* _Task_:
Keep every line in which "number" occurs and drop the rest of the data.

[Saved entries]
□ □ □ □ □ □ □

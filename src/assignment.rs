// Copyright (c) 2026 The rs-netopt developers
//
// This program is free software: you can redistribute it and/or
// modify it under the terms of the GNU General Public License as
// published by the Free Software Foundation, either version 3 of the
// License, or (at your option) any later version.
//
// This program is distributed in the hope that it will be useful, but
// WITHOUT ANY WARRANTY; without even the implied warranty of
// MERCHANTABILITY or FITNESS FOR A PARTICULAR PURPOSE.  See the GNU
// General Public License for more details.
//
// You should have received a copy of the GNU General Public License
// along with this program.  If not, see  <http://www.gnu.org/licenses/>
//

//! Generalized assignment problems.
//!
//! Agents are assigned to tasks. Each pair `(agent, task)` has a cost or is
//! forbidden. The number of tasks an agent works on and the number of agents
//! working on a task are restricted by [`Limits`]. The classical problem,
//! where each agent does exactly one task and vice versa, is created with
//! [`AssignmentProblem::classic`].
//!
//! The model is solved as a binary integer program. A [`ScheduleProblem`]
//! couples several periods in which an agent must not repeat a task.
//!
//! # Example
//!
//! ```
//! use rs_netopt::assignment::AssignmentProblem;
//!
//! let p = AssignmentProblem::classic(
//!     &["s1", "s2", "s3"],
//!     &["computer", "printer", "iron"],
//!     vec![vec![15.0, 10.0, 8.0], vec![1.0, 8.0, 3.0], vec![1.0, 3.0, 7.0]],
//! );
//! let sol = p.solve().unwrap();
//! assert_eq!(sol.cost, 12.0);
//! assert_eq!(sol.task_agents(2), vec![0]);
//! ```

use crate::error::{Error, Result};
use crate::lp::{Problem, Relation, Sense, Solution, SolutionState, Var};

use serde_derive::{Deserialize, Serialize};
use tracing::debug;

/// Bounds on a number of assignments.
#[derive(Clone, Copy, Debug, PartialEq, Eq, Serialize, Deserialize)]
pub struct Limits {
    pub min: u32,
    /// No upper bound if `None`.
    pub max: Option<u32>,
}

impl Limits {
    pub fn exactly(n: u32) -> Self {
        Limits { min: n, max: Some(n) }
    }

    pub fn at_most(n: u32) -> Self {
        Limits { min: 0, max: Some(n) }
    }

    pub fn at_least(n: u32) -> Self {
        Limits { min: n, max: None }
    }

    /// Return `true` if `k` is within the limits.
    pub fn contains(&self, k: u32) -> bool {
        k >= self.min && self.max.map_or(true, |m| k <= m)
    }

    fn is_valid(&self) -> bool {
        self.max.map_or(true, |m| self.min <= m)
    }
}

/// One chosen pair of an assignment.
#[derive(Clone, Copy, Debug, PartialEq, Serialize, Deserialize)]
pub struct Pair {
    pub agent: usize,
    pub task: usize,
    pub cost: f64,
}
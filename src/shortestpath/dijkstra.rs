// Copyright (c) 2023, 2024 Frank Fischer <frank-fischer@shadow-soft.de>
// Copyright (c) 2026 The rs-netopt developers
//
// This program is free software: you can redistribute it and/or
// modify it under the terms of the GNU General Public License as
// published by the Free Software Foundation, either version 3 of the
// License, or (at your option) any later version.
//
// This program is distributed in the hope that it will be useful, but
// WITHOUT ANY WARRANTY; without even the implied warranty of
// MERCHANTABILITY or FITNESS FOR A PARTICULAR PURPOSE.  See the GNU
// General Public License for more details.
//
// You should have received a copy of the GNU General Public License
// along with this program.  If not, see  <http://www.gnu.org/licenses/>
//

//! Dijkstra's shortest path algorithm.
//!
//! Dijkstra's algorithm computes the shortest path from some start node $s \in
//! V$ to all other nodes in a (directed or undirected) network. Each edge is
//! assigned a non-negative weight (or length) $w \colon E \to \mathbb{R}_+$.
//!
//! # Example
//!
//! ```
//! use rs_netopt::Network;
//! use rs_netopt::shortestpath::{dijkstra, Direction};
//!
//! let arcs = [
//!     ("a", "b", 9), ("a", "c", 2), ("a", "e", 14), ("b", "d", 6), ("c", "d", 8),
//!     ("c", "e", 9), ("c", "f", 10), ("d", "f", 15), ("e", "f", 7),
//! ];
//! let g = Network::from_arcs(&arcs.iter().map(|a| (a.0, a.1)).collect::<Vec<_>>()).unwrap();
//! let weights = |e: rs_netopt::Edge| arcs[e.index()].2;
//!
//! let e = g.node("e").unwrap();
//! let b = g.node("b").unwrap();
//! let path = dijkstra::find_path(&g, e, b, weights, Direction::Undirected)
//!     .unwrap()
//!     .unwrap();
//!
//! assert_eq!(path.length, 20);
//! assert_eq!(path.nodes.iter().map(|&u| g.name(u)).collect::<Vec<_>>(), vec!["e", "c", "a", "b"]);
//!
//! // in the directed network there is no way back from `e`
//! assert!(dijkstra::find_path(&g, e, b, weights, Direction::Directed).unwrap().is_none());
//! ```

use crate::collections::BinHeap;
use crate::error::{Error, Result};
use crate::network::{Edge, Network, Node};

use num_traits::NumAssign;
use tracing::trace;

/// How edges may be traversed.
#[derive(Clone, Copy, PartialEq, Eq, Debug)]
pub enum Direction {
    /// Only from source to sink.
    Directed,
    /// In both directions.
    Undirected,
}

/// A path through a network.
#[derive(Clone, Debug, PartialEq)]
pub struct Path<D> {
    /// The nodes along the path, starting with the source.
    pub nodes: Vec<Node>,
    /// The edges along the path, one fewer than nodes.
    pub edges: Vec<Edge>,
    /// The total length.
    pub length: D,
}

impl<D> Path<D> {
    /// Return the node names along the path.
    pub fn names<'a>(&self, g: &'a Network) -> Vec<&'a str> {
        self.nodes.iter().map(|&u| g.name(u)).collect()
    }
}

/// The result of a Dijkstra run from a single source.
#[derive(Clone, Debug)]
pub struct ShortestPathTree<D> {
    src: Node,
    dist: Vec<Option<D>>,
    pred: Vec<Option<(Edge, Node)>>,
}

impl<D> ShortestPathTree<D>
where
    D: NumAssign + PartialOrd + Copy,
{
    /// The start node.
    pub fn source(&self) -> Node {
        self.src
    }

    /// The distance of `u` from the source, `None` if `u` is unreachable
    /// (or has not been settled before the search stopped).
    pub fn dist(&self, u: Node) -> Option<D> {
        self.dist[u.index()]
    }

    /// The incoming tree edge of `u` and its predecessor node.
    pub fn pred(&self, u: Node) -> Option<(Edge, Node)> {
        self.pred[u.index()]
    }

    /// Return the tree path from the source to `u`.
    pub fn path_to(&self, u: Node) -> Option<Path<D>> {
        let length = self.dist(u)?;
        let mut nodes = vec![u];
        let mut edges = vec![];
        let mut v = u;
        while let Some((e, w)) = self.pred(v) {
            edges.push(e);
            nodes.push(w);
            v = w;
        }
        nodes.reverse();
        edges.reverse();
        Some(Path { nodes, edges, length })
    }
}

/// Compute shortest paths from `src` to all reachable nodes.
pub fn tree<D, W>(g: &Network, src: Node, weights: W, dir: Direction) -> Result<ShortestPathTree<D>>
where
    D: NumAssign + PartialOrd + Copy,
    W: Fn(Edge) -> D,
{
    run(g, src, None, weights, dir)
}

/// Compute a shortest path from `src` to `snk`.
///
/// The search stops as soon as `snk` has been settled. Returns `None` if
/// there is no path.
pub fn find_path<D, W>(g: &Network, src: Node, snk: Node, weights: W, dir: Direction) -> Result<Option<Path<D>>>
where
    D: NumAssign + PartialOrd + Copy,
    W: Fn(Edge) -> D,
{
    Ok(run(g, src, Some(snk), weights, dir)?.path_to(snk))
}

/// Compute a shortest path visiting the `stops` in the given order.
///
/// The result is the concatenation of shortest paths between consecutive
/// stops. Returns `None` if one of the legs has no path.
pub fn find_path_via<D, W>(g: &Network, stops: &[Node], weights: W, dir: Direction) -> Result<Option<Path<D>>>
where
    D: NumAssign + PartialOrd + Copy,
    W: Fn(Edge) -> D,
{
    let first = match stops.first() {
        Some(&u) => u,
        None => return Err(Error::InvalidData("path needs at least one stop".to_string())),
    };
    let mut path = Path {
        nodes: vec![first],
        edges: vec![],
        length: D::zero(),
    };
    for leg in stops.windows(2) {
        match find_path(g, leg[0], leg[1], &weights, dir)? {
            Some(p) => {
                path.nodes.extend_from_slice(&p.nodes[1..]);
                path.edges.extend(p.edges);
                path.length += p.length;
            }
            None => return Ok(None),
        }
    }
    Ok(Some(path))
}

fn run<D, W>(g: &Network, src: Node, snk: Option<Node>, weights: W, dir: Direction) -> Result<ShortestPathTree<D>>
where
    D: NumAssign + PartialOrd + Copy,
    W: Fn(Edge) -> D,
{
    if let Some(e) = g.edges().find(|&e| weights(e) < D::zero()) {
        return Err(Error::NegativeWeight { edge: e.index() });
    }

    let n = g.num_nodes();
    let mut spt = ShortestPathTree {
        src,
        dist: vec![None; n],
        pred: vec![None; n],
    };
    // tentative distances of labelled nodes
    let mut label: Vec<Option<(D, Option<(Edge, Node)>)>> = vec![None; n];
    let mut items = vec![None; n];
    let mut heap = BinHeap::new();

    label[src.index()] = Some((D::zero(), None));
    items[src.index()] = Some(heap.push(src, D::zero()));

    while let Some((u, d)) = heap.pop_min() {
        spt.dist[u.index()] = Some(d);
        spt.pred[u.index()] = label[u.index()].and_then(|l| l.1);
        trace!(node = g.name(u), "settled");
        if Some(u) == snk {
            break;
        }

        let neighs: Box<dyn Iterator<Item = (Edge, Node)> + '_> = match dir {
            Direction::Directed => Box::new(g.outedges(u)),
            Direction::Undirected => Box::new(g.neighs(u)),
        };
        for (e, v) in neighs {
            if spt.dist[v.index()].is_some() {
                continue;
            }
            let dv = d + weights(e);
            match items[v.index()] {
                Some(item) => {
                    if heap.decrease_key(item, dv) {
                        label[v.index()] = Some((dv, Some((e, u))));
                    }
                }
                None => {
                    label[v.index()] = Some((dv, Some((e, u))));
                    items[v.index()] = Some(heap.push(v, dv));
                }
            }
        }
    }

    Ok(spt)
}

#[cfg(test)]
mod tests {
    use super::*;

    fn streets() -> (Network, Vec<f64>) {
        let arcs = [
            ("a", "b", 9.0),
            ("a", "c", 2.0),
            ("a", "e", 14.0),
            ("b", "d", 6.0),
            ("c", "d", 8.0),
            ("c", "e", 9.0),
            ("c", "f", 10.0),
            ("d", "f", 15.0),
            ("e", "f", 7.0),
        ];
        let g = Network::from_arcs(&arcs.iter().map(|a| (a.0, a.1)).collect::<Vec<_>>()).unwrap();
        (g, arcs.iter().map(|a| a.2).collect())
    }

    #[test]
    fn test_undirected_tree() {
        let (g, w) = streets();
        let e = g.node("e").unwrap();
        let spt = tree(&g, e, |x| w[x.index()], Direction::Undirected).unwrap();
        let dists: Vec<_> = g.nodes().map(|u| (g.name(u), spt.dist(u).unwrap())).collect();
        assert_eq!(
            dists,
            vec![("a", 11.0), ("b", 20.0), ("c", 9.0), ("e", 0.0), ("d", 17.0), ("f", 7.0)]
        );
        assert_eq!(spt.pred(e), None);
        for u in g.nodes().filter(|&u| u != e) {
            let (edge, p) = spt.pred(u).unwrap();
            let (x, y) = g.enodes(edge);
            assert!((x == u && y == p) || (x == p && y == u));
            assert_eq!(spt.dist(p).unwrap() + w[edge.index()], spt.dist(u).unwrap());
        }
    }

    #[test]
    fn test_directed() {
        let (g, w) = streets();
        let a = g.node("a").unwrap();
        let f = g.node("f").unwrap();
        let path = find_path(&g, a, f, |x| w[x.index()], Direction::Directed)
            .unwrap()
            .unwrap();
        assert_eq!(path.length, 12.0);
        assert_eq!(path.names(&g), vec!["a", "c", "f"]);
        assert_eq!(path.edges.len(), 2);
    }

    #[test]
    fn test_trivial_and_unreachable() {
        let (g, w) = streets();
        let d = g.node("d").unwrap();
        let a = g.node("a").unwrap();
        let p = find_path(&g, d, d, |x| w[x.index()], Direction::Directed).unwrap().unwrap();
        assert_eq!(p.length, 0.0);
        assert_eq!(p.nodes, vec![d]);
        assert!(p.edges.is_empty());
        assert!(find_path(&g, d, a, |x| w[x.index()], Direction::Directed).unwrap().is_none());
    }

    #[test]
    fn test_via() {
        let (g, w) = streets();
        let stops: Vec<_> = ["a", "d", "e"].iter().map(|n| g.node(n).unwrap()).collect();
        let path = find_path_via(&g, &stops, |x| w[x.index()], Direction::Undirected)
            .unwrap()
            .unwrap();
        // a-c-d (10) and d-c-e (17)
        assert_eq!(path.length, 27.0);
        assert_eq!(path.names(&g), vec!["a", "c", "d", "c", "e"]);
        assert_eq!(path.edges.len(), 4);
    }

    #[test]
    fn test_negative_weight() {
        let (g, mut w) = streets();
        w[3] = -1.0;
        let a = g.node("a").unwrap();
        assert!(matches!(
            tree(&g, a, |x| w[x.index()], Direction::Directed),
            Err(Error::NegativeWeight { edge: 3 })
        ));
    }
}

□ □ □ □ □ □ □

* _Solution to the exercise_:
//! forbidden. The number of tasks an agent works on and the number of agents
/// Bounds on a number of assignments.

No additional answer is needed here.